### Task to carry out:
Copy each line of the records that contains the word "OrderDetail".

### Data under study:
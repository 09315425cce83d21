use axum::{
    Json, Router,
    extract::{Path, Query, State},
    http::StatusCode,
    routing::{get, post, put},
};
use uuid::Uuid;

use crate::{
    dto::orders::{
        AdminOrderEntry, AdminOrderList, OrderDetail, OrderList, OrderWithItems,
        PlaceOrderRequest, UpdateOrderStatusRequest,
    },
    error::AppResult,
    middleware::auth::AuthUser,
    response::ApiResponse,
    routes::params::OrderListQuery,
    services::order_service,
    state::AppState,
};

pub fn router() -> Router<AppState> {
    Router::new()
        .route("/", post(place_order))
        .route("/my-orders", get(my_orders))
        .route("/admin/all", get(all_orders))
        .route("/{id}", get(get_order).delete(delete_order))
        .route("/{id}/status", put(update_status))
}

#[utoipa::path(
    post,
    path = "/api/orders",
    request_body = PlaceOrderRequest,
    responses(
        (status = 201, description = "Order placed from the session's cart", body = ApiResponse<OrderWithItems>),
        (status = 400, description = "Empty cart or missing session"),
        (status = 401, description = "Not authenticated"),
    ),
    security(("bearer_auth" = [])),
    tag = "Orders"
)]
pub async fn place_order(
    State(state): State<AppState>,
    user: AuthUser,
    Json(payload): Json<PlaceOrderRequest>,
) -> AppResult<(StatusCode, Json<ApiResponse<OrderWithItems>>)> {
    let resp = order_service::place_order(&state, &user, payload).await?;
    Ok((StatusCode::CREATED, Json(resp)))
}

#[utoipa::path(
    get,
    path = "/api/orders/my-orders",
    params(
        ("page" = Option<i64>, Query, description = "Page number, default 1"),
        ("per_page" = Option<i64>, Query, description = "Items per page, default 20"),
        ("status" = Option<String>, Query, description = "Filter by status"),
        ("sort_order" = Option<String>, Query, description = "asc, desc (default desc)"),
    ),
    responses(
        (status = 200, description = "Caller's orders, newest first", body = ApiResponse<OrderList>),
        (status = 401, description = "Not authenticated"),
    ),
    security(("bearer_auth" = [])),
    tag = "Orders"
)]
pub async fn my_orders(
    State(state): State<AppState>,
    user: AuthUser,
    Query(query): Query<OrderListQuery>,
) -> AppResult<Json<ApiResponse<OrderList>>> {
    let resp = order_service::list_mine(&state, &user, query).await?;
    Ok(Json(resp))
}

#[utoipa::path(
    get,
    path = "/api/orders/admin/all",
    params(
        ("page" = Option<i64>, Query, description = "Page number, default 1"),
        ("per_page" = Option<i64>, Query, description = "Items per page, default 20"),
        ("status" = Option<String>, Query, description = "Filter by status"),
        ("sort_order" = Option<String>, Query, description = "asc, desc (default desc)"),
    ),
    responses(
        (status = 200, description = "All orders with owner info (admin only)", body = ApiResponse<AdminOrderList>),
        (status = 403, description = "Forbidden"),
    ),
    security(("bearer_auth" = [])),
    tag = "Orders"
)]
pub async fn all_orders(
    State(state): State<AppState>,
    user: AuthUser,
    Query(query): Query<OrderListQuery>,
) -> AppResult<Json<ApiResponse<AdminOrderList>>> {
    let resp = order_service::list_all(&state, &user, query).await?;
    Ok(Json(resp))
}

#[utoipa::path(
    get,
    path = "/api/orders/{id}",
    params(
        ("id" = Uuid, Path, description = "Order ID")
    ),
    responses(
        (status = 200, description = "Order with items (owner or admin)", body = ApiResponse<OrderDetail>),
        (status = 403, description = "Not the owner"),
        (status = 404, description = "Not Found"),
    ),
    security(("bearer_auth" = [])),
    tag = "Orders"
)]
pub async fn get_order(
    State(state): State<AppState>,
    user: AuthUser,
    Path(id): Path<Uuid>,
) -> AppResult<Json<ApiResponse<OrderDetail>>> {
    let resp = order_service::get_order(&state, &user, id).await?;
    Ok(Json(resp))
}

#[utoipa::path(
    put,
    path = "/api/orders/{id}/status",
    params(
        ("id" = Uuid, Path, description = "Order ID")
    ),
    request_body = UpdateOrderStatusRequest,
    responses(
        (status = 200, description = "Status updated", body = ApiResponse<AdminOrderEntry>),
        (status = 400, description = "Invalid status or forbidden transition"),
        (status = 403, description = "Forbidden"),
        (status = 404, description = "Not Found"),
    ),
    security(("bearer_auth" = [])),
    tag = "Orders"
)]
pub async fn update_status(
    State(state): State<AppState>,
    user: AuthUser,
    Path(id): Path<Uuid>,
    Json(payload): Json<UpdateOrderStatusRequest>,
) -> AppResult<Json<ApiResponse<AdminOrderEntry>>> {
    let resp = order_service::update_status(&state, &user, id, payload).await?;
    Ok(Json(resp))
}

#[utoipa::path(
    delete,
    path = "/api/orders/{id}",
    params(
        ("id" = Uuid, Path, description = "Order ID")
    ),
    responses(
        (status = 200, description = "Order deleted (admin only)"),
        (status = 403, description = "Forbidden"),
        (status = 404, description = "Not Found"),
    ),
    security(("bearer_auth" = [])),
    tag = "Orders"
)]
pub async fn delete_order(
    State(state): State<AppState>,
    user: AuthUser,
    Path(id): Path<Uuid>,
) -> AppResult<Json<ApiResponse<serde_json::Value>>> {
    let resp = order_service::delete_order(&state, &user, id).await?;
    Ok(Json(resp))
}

### Solution:
        AdminOrderEntry, AdminOrderList, OrderDetail, OrderList, OrderWithItems,
        (status = 200, description = "Order with items (owner or admin)", body = ApiResponse<OrderDetail>),
) -> AppResult<Json<ApiResponse<OrderDetail>>> {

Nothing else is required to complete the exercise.